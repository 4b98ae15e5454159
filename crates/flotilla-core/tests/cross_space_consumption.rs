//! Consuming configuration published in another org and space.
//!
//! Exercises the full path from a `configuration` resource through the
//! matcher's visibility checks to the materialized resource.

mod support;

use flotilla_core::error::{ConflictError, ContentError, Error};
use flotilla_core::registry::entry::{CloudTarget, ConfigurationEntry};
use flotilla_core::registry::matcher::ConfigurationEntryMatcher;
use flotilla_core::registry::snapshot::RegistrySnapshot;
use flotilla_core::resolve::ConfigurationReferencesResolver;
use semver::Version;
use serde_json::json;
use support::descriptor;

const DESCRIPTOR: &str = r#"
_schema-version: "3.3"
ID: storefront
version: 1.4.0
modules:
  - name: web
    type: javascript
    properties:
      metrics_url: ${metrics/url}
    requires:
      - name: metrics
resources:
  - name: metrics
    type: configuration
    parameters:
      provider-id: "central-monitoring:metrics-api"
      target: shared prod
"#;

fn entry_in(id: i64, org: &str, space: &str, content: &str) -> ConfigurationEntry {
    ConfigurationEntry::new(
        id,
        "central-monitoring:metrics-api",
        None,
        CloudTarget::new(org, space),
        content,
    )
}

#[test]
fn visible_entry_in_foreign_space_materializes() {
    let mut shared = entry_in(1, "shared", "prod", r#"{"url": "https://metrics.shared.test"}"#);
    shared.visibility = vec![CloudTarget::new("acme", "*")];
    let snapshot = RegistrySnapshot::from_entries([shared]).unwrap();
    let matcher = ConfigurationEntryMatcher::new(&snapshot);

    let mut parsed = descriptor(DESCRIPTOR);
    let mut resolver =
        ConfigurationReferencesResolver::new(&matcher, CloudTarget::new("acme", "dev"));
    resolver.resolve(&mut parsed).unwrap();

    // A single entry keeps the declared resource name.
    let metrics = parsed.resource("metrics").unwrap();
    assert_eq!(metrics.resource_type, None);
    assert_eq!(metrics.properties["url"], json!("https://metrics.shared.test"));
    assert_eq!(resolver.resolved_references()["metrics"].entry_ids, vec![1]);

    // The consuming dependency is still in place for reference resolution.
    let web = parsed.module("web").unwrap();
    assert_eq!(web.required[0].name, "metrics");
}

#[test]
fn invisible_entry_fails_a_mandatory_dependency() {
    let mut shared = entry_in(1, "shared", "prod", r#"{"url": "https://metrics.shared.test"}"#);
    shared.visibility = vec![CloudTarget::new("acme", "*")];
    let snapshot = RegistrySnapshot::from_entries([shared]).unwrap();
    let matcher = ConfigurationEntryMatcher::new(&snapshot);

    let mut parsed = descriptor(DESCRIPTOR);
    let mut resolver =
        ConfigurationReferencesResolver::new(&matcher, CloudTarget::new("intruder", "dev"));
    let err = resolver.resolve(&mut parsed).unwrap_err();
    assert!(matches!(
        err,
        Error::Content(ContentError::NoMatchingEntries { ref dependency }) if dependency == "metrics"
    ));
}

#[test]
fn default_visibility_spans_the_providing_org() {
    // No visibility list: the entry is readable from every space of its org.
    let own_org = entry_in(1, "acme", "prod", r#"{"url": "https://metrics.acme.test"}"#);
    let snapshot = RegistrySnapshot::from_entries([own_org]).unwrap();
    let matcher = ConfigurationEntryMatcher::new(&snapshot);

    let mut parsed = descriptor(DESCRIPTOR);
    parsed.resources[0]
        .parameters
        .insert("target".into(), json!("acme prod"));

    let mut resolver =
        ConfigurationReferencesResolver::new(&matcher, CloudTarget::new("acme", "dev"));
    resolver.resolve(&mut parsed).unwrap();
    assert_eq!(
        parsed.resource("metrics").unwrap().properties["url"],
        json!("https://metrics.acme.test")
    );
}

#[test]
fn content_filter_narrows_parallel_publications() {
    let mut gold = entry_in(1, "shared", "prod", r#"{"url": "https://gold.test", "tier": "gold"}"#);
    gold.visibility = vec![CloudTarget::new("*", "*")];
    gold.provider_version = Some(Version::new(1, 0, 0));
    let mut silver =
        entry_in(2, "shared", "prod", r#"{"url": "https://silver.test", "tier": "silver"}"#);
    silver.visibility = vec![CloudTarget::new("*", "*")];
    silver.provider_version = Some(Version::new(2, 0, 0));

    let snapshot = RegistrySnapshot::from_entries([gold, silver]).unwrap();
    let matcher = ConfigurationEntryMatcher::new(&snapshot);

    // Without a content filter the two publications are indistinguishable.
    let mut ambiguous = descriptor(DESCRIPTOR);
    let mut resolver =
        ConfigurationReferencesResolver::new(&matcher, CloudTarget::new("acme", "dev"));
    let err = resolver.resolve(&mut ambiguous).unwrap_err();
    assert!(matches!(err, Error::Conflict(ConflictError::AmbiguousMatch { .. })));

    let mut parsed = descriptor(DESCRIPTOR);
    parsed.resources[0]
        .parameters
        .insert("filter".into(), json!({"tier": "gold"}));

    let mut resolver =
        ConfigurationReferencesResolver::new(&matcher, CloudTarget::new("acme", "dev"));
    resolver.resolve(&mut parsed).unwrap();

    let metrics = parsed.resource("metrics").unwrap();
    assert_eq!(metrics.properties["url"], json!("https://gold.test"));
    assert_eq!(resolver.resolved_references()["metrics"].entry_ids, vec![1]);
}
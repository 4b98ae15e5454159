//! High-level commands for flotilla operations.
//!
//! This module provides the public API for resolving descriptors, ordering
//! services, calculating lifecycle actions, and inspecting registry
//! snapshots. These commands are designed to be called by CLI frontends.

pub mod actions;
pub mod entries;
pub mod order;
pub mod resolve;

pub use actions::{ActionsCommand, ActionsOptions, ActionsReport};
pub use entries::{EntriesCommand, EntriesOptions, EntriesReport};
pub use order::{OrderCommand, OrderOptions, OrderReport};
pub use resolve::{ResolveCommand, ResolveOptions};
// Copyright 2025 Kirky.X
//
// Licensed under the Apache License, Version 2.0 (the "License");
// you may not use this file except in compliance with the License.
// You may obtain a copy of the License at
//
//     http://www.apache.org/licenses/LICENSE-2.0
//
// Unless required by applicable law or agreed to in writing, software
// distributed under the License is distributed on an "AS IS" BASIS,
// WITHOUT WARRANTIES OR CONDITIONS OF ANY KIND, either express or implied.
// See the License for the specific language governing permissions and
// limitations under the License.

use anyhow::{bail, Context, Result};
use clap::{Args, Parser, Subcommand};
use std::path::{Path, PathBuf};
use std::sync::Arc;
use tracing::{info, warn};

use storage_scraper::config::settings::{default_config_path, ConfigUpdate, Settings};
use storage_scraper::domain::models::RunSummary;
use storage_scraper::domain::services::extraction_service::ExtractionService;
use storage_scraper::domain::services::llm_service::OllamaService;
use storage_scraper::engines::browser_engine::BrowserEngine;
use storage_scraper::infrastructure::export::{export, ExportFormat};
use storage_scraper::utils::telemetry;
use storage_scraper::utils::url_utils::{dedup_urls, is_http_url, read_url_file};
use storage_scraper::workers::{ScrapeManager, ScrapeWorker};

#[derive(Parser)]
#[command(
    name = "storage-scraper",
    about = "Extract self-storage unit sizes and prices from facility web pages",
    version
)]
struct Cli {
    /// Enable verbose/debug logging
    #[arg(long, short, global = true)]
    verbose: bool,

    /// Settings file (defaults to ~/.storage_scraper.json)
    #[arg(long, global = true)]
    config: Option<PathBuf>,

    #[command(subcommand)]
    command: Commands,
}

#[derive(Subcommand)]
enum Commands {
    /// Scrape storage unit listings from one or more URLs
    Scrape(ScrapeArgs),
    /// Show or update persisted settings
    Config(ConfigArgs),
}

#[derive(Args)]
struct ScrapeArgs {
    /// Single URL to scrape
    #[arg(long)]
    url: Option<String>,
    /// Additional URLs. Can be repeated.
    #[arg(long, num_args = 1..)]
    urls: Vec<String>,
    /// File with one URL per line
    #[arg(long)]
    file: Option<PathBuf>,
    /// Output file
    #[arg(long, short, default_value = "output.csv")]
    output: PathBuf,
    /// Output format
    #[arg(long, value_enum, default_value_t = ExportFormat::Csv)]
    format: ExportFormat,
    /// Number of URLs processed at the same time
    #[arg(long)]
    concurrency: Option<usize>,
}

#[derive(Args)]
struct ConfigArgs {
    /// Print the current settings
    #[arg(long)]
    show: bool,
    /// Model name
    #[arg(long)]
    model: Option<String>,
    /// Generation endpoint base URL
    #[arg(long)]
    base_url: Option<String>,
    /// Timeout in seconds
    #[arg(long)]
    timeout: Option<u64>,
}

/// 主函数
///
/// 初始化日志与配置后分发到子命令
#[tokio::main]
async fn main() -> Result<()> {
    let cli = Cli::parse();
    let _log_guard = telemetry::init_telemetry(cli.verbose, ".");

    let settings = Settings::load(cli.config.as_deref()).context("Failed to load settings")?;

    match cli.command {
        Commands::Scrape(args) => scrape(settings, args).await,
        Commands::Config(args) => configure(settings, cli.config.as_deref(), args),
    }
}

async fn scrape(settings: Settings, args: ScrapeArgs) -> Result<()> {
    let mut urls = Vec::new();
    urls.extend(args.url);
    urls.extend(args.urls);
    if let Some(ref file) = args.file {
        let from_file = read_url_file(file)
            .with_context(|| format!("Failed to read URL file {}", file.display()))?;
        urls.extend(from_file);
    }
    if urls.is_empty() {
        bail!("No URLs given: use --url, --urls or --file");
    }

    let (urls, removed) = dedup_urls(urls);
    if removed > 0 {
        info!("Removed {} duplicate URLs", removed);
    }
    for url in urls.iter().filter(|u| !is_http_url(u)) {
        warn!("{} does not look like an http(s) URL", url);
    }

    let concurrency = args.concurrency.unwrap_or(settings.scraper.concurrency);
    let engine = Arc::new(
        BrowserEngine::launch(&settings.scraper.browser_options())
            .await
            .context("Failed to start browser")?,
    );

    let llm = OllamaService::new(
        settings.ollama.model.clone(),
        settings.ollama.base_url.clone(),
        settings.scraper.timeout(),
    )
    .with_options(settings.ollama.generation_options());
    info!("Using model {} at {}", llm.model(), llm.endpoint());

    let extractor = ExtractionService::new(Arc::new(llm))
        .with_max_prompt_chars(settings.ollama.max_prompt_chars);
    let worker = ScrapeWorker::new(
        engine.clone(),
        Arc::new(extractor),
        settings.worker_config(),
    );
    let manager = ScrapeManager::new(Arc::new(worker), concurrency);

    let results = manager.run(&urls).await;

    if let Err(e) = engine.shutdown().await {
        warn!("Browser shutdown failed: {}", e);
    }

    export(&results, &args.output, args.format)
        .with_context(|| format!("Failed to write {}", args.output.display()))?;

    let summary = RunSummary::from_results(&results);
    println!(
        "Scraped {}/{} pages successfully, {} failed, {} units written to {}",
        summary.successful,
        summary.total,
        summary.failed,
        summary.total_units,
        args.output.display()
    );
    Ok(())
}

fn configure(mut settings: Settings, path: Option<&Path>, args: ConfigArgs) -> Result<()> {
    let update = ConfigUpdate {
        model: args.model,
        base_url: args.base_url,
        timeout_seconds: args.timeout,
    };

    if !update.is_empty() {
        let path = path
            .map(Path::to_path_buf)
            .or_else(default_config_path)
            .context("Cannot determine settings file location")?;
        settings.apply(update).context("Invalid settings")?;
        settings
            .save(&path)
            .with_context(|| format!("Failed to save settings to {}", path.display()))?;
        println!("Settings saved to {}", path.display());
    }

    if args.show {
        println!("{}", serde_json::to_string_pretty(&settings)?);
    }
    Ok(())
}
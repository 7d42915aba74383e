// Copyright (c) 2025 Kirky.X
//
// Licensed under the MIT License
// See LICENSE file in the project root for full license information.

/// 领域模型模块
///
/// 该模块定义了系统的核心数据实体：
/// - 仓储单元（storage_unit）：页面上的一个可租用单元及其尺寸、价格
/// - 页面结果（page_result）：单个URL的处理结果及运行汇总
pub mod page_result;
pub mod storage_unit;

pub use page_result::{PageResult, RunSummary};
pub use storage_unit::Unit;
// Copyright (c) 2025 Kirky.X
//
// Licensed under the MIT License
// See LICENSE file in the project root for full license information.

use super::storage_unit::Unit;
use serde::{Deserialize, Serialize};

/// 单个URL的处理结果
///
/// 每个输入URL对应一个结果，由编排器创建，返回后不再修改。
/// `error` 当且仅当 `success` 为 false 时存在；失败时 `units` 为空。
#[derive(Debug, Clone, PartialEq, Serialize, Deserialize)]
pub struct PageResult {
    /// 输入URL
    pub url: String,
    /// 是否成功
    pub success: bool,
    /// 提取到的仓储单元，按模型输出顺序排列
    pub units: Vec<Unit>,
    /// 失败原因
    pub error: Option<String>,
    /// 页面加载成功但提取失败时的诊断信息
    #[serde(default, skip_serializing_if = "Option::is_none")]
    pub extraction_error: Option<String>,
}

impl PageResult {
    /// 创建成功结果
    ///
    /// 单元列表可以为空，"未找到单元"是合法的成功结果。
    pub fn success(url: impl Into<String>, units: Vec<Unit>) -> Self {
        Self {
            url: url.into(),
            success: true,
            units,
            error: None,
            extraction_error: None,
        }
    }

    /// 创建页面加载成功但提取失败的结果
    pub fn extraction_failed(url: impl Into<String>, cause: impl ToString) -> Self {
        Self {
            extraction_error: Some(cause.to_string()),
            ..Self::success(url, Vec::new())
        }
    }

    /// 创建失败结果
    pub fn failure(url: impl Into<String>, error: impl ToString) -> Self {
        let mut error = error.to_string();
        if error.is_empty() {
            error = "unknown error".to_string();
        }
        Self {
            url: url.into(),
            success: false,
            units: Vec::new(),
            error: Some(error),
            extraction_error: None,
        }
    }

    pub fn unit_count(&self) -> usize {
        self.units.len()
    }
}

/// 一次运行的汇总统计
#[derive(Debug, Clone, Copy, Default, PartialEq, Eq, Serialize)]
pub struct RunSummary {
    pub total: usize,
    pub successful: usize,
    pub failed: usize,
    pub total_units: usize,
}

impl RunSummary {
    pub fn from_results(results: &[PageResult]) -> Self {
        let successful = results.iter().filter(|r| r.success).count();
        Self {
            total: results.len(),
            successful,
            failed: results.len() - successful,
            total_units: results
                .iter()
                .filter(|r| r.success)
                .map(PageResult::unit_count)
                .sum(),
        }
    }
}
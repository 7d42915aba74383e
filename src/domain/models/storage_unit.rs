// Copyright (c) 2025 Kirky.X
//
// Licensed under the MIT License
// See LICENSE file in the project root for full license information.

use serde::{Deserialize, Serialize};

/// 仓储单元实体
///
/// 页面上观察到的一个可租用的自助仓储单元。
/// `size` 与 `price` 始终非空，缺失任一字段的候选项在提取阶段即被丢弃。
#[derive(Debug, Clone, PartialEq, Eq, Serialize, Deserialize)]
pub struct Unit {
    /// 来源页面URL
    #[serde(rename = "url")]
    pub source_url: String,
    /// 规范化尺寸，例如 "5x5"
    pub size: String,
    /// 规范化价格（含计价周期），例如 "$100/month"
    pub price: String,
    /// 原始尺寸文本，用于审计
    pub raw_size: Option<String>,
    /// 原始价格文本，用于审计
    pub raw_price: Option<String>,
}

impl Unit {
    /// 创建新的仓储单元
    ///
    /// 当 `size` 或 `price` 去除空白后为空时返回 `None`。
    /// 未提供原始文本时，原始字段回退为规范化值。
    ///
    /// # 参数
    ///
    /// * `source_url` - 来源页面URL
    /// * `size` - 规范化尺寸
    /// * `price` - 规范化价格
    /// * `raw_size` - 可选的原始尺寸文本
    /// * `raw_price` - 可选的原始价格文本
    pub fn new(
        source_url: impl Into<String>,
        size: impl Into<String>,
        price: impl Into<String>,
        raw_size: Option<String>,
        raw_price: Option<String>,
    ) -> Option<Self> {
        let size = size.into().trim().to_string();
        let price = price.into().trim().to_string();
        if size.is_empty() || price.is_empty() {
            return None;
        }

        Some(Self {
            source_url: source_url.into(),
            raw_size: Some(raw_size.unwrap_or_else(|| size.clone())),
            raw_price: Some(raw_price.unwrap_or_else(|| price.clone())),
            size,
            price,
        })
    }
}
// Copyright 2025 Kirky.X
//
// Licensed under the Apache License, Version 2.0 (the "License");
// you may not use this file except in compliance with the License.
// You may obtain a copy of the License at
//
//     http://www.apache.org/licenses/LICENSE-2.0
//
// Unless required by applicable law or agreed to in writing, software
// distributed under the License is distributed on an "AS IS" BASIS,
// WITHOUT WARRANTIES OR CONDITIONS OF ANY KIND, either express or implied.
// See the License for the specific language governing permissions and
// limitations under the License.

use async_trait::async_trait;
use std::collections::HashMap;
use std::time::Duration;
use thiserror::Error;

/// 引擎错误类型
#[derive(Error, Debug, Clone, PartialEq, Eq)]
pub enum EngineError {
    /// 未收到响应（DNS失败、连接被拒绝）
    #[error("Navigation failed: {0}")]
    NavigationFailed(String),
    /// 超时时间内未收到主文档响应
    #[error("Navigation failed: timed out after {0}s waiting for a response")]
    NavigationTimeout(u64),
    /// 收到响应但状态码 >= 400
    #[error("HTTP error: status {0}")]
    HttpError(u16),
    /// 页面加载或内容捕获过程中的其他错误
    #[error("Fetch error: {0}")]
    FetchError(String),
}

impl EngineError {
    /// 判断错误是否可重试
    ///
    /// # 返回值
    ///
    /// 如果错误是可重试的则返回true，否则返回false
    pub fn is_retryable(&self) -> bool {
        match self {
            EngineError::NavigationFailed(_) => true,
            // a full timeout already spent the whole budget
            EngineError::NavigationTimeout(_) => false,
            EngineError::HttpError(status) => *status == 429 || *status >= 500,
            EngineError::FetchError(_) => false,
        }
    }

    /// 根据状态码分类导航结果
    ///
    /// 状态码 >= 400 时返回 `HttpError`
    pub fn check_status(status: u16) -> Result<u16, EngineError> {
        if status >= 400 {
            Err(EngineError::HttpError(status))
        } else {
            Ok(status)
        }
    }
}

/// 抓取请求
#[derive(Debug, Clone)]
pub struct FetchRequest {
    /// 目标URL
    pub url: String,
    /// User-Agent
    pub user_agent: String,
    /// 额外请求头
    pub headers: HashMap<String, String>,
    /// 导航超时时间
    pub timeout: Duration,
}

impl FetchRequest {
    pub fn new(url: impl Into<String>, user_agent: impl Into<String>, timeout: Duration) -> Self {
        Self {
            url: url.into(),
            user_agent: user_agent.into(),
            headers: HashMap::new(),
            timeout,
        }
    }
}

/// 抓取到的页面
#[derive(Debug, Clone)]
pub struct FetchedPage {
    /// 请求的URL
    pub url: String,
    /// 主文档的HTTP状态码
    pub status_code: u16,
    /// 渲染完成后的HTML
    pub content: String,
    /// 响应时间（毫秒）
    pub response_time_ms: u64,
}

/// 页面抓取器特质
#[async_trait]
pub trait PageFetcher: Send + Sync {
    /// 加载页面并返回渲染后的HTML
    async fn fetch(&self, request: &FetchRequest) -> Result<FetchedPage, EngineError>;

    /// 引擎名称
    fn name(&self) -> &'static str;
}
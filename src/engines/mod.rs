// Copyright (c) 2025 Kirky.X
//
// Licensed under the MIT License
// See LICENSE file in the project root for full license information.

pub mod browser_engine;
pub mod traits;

______________________________

WORK TO BE COMPLETED → Please say how many lines in the records above contain the string "ScrapeArgs", giving no other words.

OUTPUT → 3